Hong Kong – This past Sunday, over one million protesters took to the streets in Hong Kong in opposition to a proposed bill that would allow suspected criminals to be extradited to mainland China for trial. Protesters worry that the bill would erode the legal autonomy of Hong Kong and that China would be able to target political opponents in the region. Organizers claim that the protest is the largest protest in Hong Kong since the 1997 handover of the territory to China by the British. Carrie Lam, the leader of Hong Kong, has said that she will not scrap the bill despite the protests and plans to push forward with the plan.   

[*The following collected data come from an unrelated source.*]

#![forbid(unsafe_code)]

//! Key-value store seam and the in-memory backend.
//!
//! Every preference is a string value under a string key, matching what a
//! browser's local storage or a desktop settings file can hold. Writes are
//! synchronous and last-writer-wins.

use std::cell::RefCell;
use std::collections::BTreeMap;
use std::rc::Rc;

/// Failure from a storage backend.
#[derive(Debug, Clone, PartialEq, Eq, thiserror::Error)]
pub enum StoreError {
    #[error("storage is unavailable")]
    Unavailable,
    #[error("storage quota exceeded writing `{key}` ({bytes} bytes)")]
    QuotaExceeded { key: String, bytes: usize },
    #[error("storage I/O failed: {0}")]
    Io(String),
    #[error("storage file `{path}` is corrupt: {reason}")]
    Corrupt { path: String, reason: String },
    #[error("unsupported storage file version {found} (expected {expected})")]
    UnsupportedVersion { found: u64, expected: u64 },
    #[error("failed to serialize storage contents: {0}")]
    Serialize(String),
}

impl From<std::io::Error> for StoreError {
    fn from(err: std::io::Error) -> Self {
        Self::Io(err.to_string())
    }
}

/// String key-value storage.
pub trait KeyValueStore {
    /// Value under `key`, `None` when absent.
    fn get(&self, key: &str) -> Result<Option<String>, StoreError>;

    /// Store `value` under `key`, replacing any previous value.
    fn set(&mut self, key: &str, value: &str) -> Result<(), StoreError>;

    /// Delete `key`. Returns whether it existed.
    fn remove(&mut self, key: &str) -> Result<bool, StoreError>;
}

impl<S: KeyValueStore + ?Sized> KeyValueStore for &mut S {
    fn get(&self, key: &str) -> Result<Option<String>, StoreError> {
        (**self).get(key)
    }

    fn set(&mut self, key: &str, value: &str) -> Result<(), StoreError> {
        (**self).set(key, value)
    }

    fn remove(&mut self, key: &str) -> Result<bool, StoreError> {
        (**self).remove(key)
    }
}

impl<S: KeyValueStore + ?Sized> KeyValueStore for Box<S> {
    fn get(&self, key: &str) -> Result<Option<String>, StoreError> {
        (**self).get(key)
    }

    fn set(&mut self, key: &str, value: &str) -> Result<(), StoreError> {
        (**self).set(key, value)
    }

    fn remove(&mut self, key: &str) -> Result<bool, StoreError> {
        (**self).remove(key)
    }
}

/// Shared handle, so several controllers (tabs) can sit on one store.
///
/// A re-entrant borrow reports [`StoreError::Unavailable`] instead of
/// panicking.
impl<S: KeyValueStore + ?Sized> KeyValueStore for Rc<RefCell<S>> {
    fn get(&self, key: &str) -> Result<Option<String>, StoreError> {
        self.try_borrow()
            .map_err(|_| StoreError::Unavailable)?
            .get(key)
    }

    fn set(&mut self, key: &str, value: &str) -> Result<(), StoreError> {
        self.try_borrow_mut()
            .map_err(|_| StoreError::Unavailable)?
            .set(key, value)
    }

    fn remove(&mut self, key: &str) -> Result<bool, StoreError> {
        self.try_borrow_mut()
            .map_err(|_| StoreError::Unavailable)?
            .remove(key)
    }
}

/// In-memory store with optional quota and failure injection.
#[derive(Debug, Clone, Default)]
pub struct MemoryStore {
    entries: BTreeMap<String, String>,
    quota_bytes: Option<usize>,
    unavailable: bool,
    writes: u64,
}

impl MemoryStore {
    #[must_use]
    pub fn new() -> Self {
        Self::default()
    }

    /// Store that rejects writes once keys plus values exceed `bytes`.
    #[must_use]
    pub fn with_quota(bytes: usize) -> Self {
        Self {
            quota_bytes: Some(bytes),
            ..Self::default()
        }
    }

    /// Convenience for sharing one store between controllers.
    #[must_use]
    pub fn shared(self) -> Rc<RefCell<Self>> {
        Rc::new(RefCell::new(self))
    }

    /// Make every operation fail with [`StoreError::Unavailable`].
    pub fn set_unavailable(&mut self, unavailable: bool) {
        self.unavailable = unavailable;
    }

    #[must_use]
    pub fn entries(&self) -> &BTreeMap<String, String> {
        &self.entries
    }

    #[must_use]
    pub fn contains_key(&self, key: &str) -> bool {
        self.entries.contains_key(key)
    }

    /// Number of successful `set` and `remove` calls that changed state.
    #[must_use]
    pub const fn write_count(&self) -> u64 {
        self.writes
    }

    fn used_bytes_without(&self, key: &str) -> usize {
        self.entries
            .iter()
            .filter(|(k, _)| k.as_str() != key)
            .map(|(k, v)| k.len() + v.len())
            .sum()
    }
}

impl KeyValueStore for MemoryStore {
    fn get(&self, key: &str) -> Result<Option<String>, StoreError> {
        if self.unavailable {
            return Err(StoreError::Unavailable);
        }
        Ok(self.entries.get(key).cloned())
    }

    fn set(&mut self, key: &str, value: &str) -> Result<(), StoreError> {
        if self.unavailable {
            return Err(StoreError::Unavailable);
        }
        if let Some(quota) = self.quota_bytes {
            let bytes = key.len() + value.len();
            if self.used_bytes_without(key) + bytes > quota {
                return Err(StoreError::QuotaExceeded {
                    key: key.to_owned(),
                    bytes,
                });
            }
        }
        self.entries.insert(key.to_owned(), value.to_owned());
        self.writes += 1;
        Ok(())
    }

    fn remove(&mut self, key: &str) -> Result<bool, StoreError> {
        if self.unavailable {
            return Err(StoreError::Unavailable);
        }
        let existed = self.entries.remove(key).is_some();
        if existed {
            self.writes += 1;
        }
        Ok(existed)
    }
}

#[cfg(test)]
mod tests {
    use super::{KeyValueStore, MemoryStore, StoreError};

    #[test]
    fn set_get_remove() {
        let mut store = MemoryStore::new();
        assert_eq!(store.get("k"), Ok(None));
        store.set("k", "v").unwrap();
        assert_eq!(store.get("k"), Ok(Some("v".to_owned())));
        assert_eq!(store.remove("k"), Ok(true));
        assert_eq!(store.remove("k"), Ok(false));
        assert_eq!(store.write_count(), 2);
    }

    #[test]
    fn quota_counts_replacement_not_accumulation() {
        let mut store = MemoryStore::with_quota(8);
        store.set("k", "1234567").unwrap();
        store.set("k", "7654321").unwrap();
        let err = store.set("other", "x").unwrap_err();
        assert_eq!(
            err,
            StoreError::QuotaExceeded {
                key: "other".to_owned(),
                bytes: 6
            }
        );
    }

    #[test]
    fn shared_handles_see_each_others_writes() {
        let shared = MemoryStore::new().shared();
        let mut tab_a = shared.clone();
        let tab_b = shared.clone();
        tab_a.set("k", "from-a").unwrap();
        assert_eq!(tab_b.get("k"), Ok(Some("from-a".to_owned())));
    }

    #[test]
    fn unavailable_store_fails_every_call() {
        let mut store = MemoryStore::new();
        store.set_unavailable(true);
        assert_eq!(store.get("k"), Err(StoreError::Unavailable));
        assert_eq!(store.set("k", "v"), Err(StoreError::Unavailable));
        assert_eq!(store.remove("k"), Err(StoreError::Unavailable));
    }
}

Russia – Russia detained one of their most prominent opposition journalists last week, Ivan Golunov, on drug charges. Golunov is accused of having three grams of mephedrone or “ball salts,” but domestic and international opposition media members say the accusations are “absurd,” accusing the Russian government of suppressing.  freedom of the press. Golunov is Russia’s leading oppositional investigative reporter and the author of multiple hard hitting on government corruption and government-linked businesspeople. Friends and colleagues described Golunov as mild mannered and tame: “His only drug is curiosity,” wrote Leonid Bershidsky, a journalist and former colleague, on Twitter “but in Russia that’s against the law.”

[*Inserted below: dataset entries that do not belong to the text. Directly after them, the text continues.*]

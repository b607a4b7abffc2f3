//! Drop-position placeholder bookkeeping.
//!
//! One placeholder exists per container. Its style is created on the first
//! drag and resized on every later one; it is mounted only while a session
//! is active and always unmounted when the session ends.

use serde::{Deserialize, Serialize};

use crate::geometry::Rect;
use crate::id::ItemId;
use crate::viewport::{Anchor, ComputedBox, ViewportAdapter, ViewportError};

/// Visual properties of the placeholder element.
#[derive(Debug, Clone, PartialEq, Default, Serialize, Deserialize)]
pub struct PlaceholderStyle {
    /// Rounded width in pixels, at least 1.
    pub width: f64,
    /// Rounded height in pixels, at least 1.
    pub height: f64,
    /// Margin copied from the dragged item.
    pub margin: String,
    /// Border radius copied from the dragged item.
    pub border_radius: String,
}

/// Tracks the placeholder's style and its index among non-dragged items.
#[derive(Debug, Clone, Default)]
pub struct PlaceholderManager {
    style: Option<PlaceholderStyle>,
    index: Option<usize>,
    sessions: u64,
}

impl PlaceholderManager {
    #[must_use]
    pub fn new() -> Self {
        Self::default()
    }

    /// Size the placeholder to `rect`, copying margin and radius from
    /// `computed`. Creates the style on first use and reuses it afterwards.
    pub fn prepare(&mut self, rect: Rect, computed: Option<&ComputedBox>) -> &PlaceholderStyle {
        let style = self.style.get_or_insert_with(PlaceholderStyle::default);
        style.width = rect.width.round().max(1.0);
        style.height = rect.height.round().max(1.0);
        if let Some(computed) = computed {
            style.margin.clone_from(&computed.margin);
            style.border_radius.clone_from(&computed.border_radius);
        }
        self.sessions = self.sessions.saturating_add(1);
        style
    }

    /// Current style, if a drag has ever prepared one.
    #[must_use]
    pub fn style(&self) -> Option<&PlaceholderStyle> {
        self.style.as_ref()
    }

    /// Number of sessions that prepared (and so reused) this placeholder.
    #[must_use]
    pub const fn sessions(&self) -> u64 {
        self.sessions
    }

    /// Index among non-dragged items while mounted.
    #[must_use]
    pub const fn index(&self) -> Option<usize> {
        self.index
    }

    /// Mount the placeholder immediately before `item`, recording `index`.
    pub fn attach<V: ViewportAdapter + ?Sized>(
        &mut self,
        viewport: &mut V,
        item: &ItemId,
        index: usize,
    ) -> Result<(), ViewportError> {
        let style = self.style.clone().unwrap_or_default();
        viewport.mount_placeholder(&style, &Anchor::Before(item.clone()))?;
        self.index = Some(index);
        Ok(())
    }

    /// Move the placeholder so it sits before `remaining[index]`, or at the
    /// end when `index >= remaining.len()`.
    ///
    /// Returns `Ok(false)` when the clamped index equals the current one.
    pub fn move_to<V: ViewportAdapter + ?Sized>(
        &mut self,
        viewport: &mut V,
        remaining: &[ItemId],
        index: usize,
    ) -> Result<bool, ViewportError> {
        let clamped = index.min(remaining.len());
        if self.index == Some(clamped) {
            return Ok(false);
        }
        let anchor = remaining
            .get(clamped)
            .map_or(Anchor::End, |id| Anchor::Before(id.clone()));
        let style = self.style.clone().unwrap_or_default();
        viewport.mount_placeholder(&style, &anchor)?;
        self.index = Some(clamped);
        Ok(true)
    }

    /// Unmount the placeholder and forget its index.
    pub fn detach<V: ViewportAdapter + ?Sized>(&mut self, viewport: &mut V) {
        viewport.unmount_placeholder();
        self.index = None;
    }
}

#[cfg(test)]
mod tests {
    use super::PlaceholderManager;
    use crate::geometry::Rect;
    use crate::harness::{MemoryNode, MemoryViewport};
    use crate::id::{ItemId, ids};
    use crate::viewport::{ComputedBox, ViewportAdapter};

    fn id(raw: &str) -> ItemId {
        ItemId::new(raw).expect("non-blank")
    }

    #[test]
    fn prepare_rounds_and_copies_box_details() {
        let mut manager = PlaceholderManager::new();
        let computed = ComputedBox {
            margin: "8px".into(),
            border_radius: "12px".into(),
            ..ComputedBox::default()
        };
        let style = manager.prepare(Rect::new(0.0, 0.0, 319.6, 0.2), Some(&computed));
        assert_eq!(style.width, 320.0);
        assert_eq!(style.height, 1.0);
        assert_eq!(style.margin, "8px");
        assert_eq!(style.border_radius, "12px");

        manager.prepare(Rect::new(0.0, 0.0, 100.0, 50.0), None);
        assert_eq!(manager.sessions(), 2);
        assert_eq!(manager.style().map(|s| s.width), Some(100.0));
    }

    #[test]
    fn move_to_clamps_and_reports_changes() {
        let mut viewport = MemoryViewport::grid(["a", "b", "c"], 3, 100.0, 100.0, 0.0);
        let mut manager = PlaceholderManager::new();
        manager.prepare(Rect::new(0.0, 0.0, 100.0, 100.0), None);
        manager.attach(&mut viewport, &id("a"), 0).expect("attach");
        assert!(viewport.placeholder_mounted());

        let remaining = ids(["b", "c"]);
        assert!(!manager.move_to(&mut viewport, &remaining, 0).expect("move"));
        assert!(manager.move_to(&mut viewport, &remaining, 9).expect("move"));
        assert_eq!(manager.index(), Some(2));
        assert_eq!(viewport.nodes().last(), Some(&MemoryNode::Placeholder));

        manager.detach(&mut viewport);
        assert!(!viewport.placeholder_mounted());
        assert_eq!(manager.index(), None);
    }
}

Press release from CANVAS regarding latest developments On Illegal Crackdown of Zimbabwean Civil Society

“Nonviolence is a basic human right”

The Center for Applied Non-Violent Action and Strategies (CANVAS) firmly condemns the illegal arrest of seven (7) Zimbabwean civil society activists on their way home from attending a training workshop organized by CANVAS in the Maldives from May 15 to 19, 2019. All of them have been denied bail so far. Six are remanded in person. The seventh person has serious health issues – she is remanded in a public hospital and denied the right to seek treatment in her preferred private clinic. Their names are George Makoni, Nyasha Frank Mpahlo, Tatenda Mombeyarara, Gamuchirai Mukura, Farirai Gumbonzvanda, Stabile Dewa, and Rita Nyampinga. During the workshop, the State-controlled newspaper, The Herald, published an article that falsely accused participants of plotting to unleash violence in Zimbabwe in a bid to overthrow the Government.

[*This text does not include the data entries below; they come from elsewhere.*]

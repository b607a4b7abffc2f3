//! Best-effort preference sync.
//!
//! A host may forward committed orders to an external settings service.
//! Failures are logged by the controller and never affect layout.

use panelgrid_layout::ItemId;

#[derive(Debug, Clone, PartialEq, Eq, thiserror::Error)]
pub enum SyncError {
    #[error("preference sync is unavailable")]
    Unavailable,
    #[error("preference sync rejected the update: {0}")]
    Rejected(String),
}

/// Receiver for committed order changes.
pub trait PreferenceSync {
    fn order_changed(&mut self, order: &[ItemId]) -> Result<(), SyncError>;
}

impl<F> PreferenceSync for F
where
    F: FnMut(&[ItemId]) -> Result<(), SyncError>,
{
    fn order_changed(&mut self, order: &[ItemId]) -> Result<(), SyncError> {
        self(order)
    }
}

CANVAS would like to inform Zimbabweans and the international community that the charges against these activists are blatantly false. The charges include: “subversion”, “counterintelligence”, and “being trained in use of small arms”. The activists could face up to twenty years in prison for these charges. The workshop focused on advocacy and civic engagement capacity building such as: Developing Shared Vision of Tomorrow; Civic Engagement; Effective Communications; Protecting Privacy and Security; and Organizational Planning.

For a decade and a half, CANVAS’ mission has been focused on the fact that nonviolence is morally and ethically superior to violence, and more likely to produce constructive outcomes and build strong and stable societies.

The arrests clearly violate provisions of the Zimbabwean Constitution on freedom of assembly and expression, and the African Charter on Human and People’s Rights. Basic universal principles of due process, the presumption of innocence until proven guilty, and conducting an unbiased investigation before arrest need to be upheld.

As long as the Government continues to violate the fundamental rights the constitution confers to Zimbabweans, it will not be seen by citizens and the international community as democratic or law abiding.

CANVAS calls on the Government of Zimbabwe to immediately and unconditionally release the seven (7) activists and follow the rule of law.

Participation in a workshop with a focus on peacebuilding and nonviolence should never be considered a crime, as the practice of nonviolence and peaceful assembly are fundamental human rights.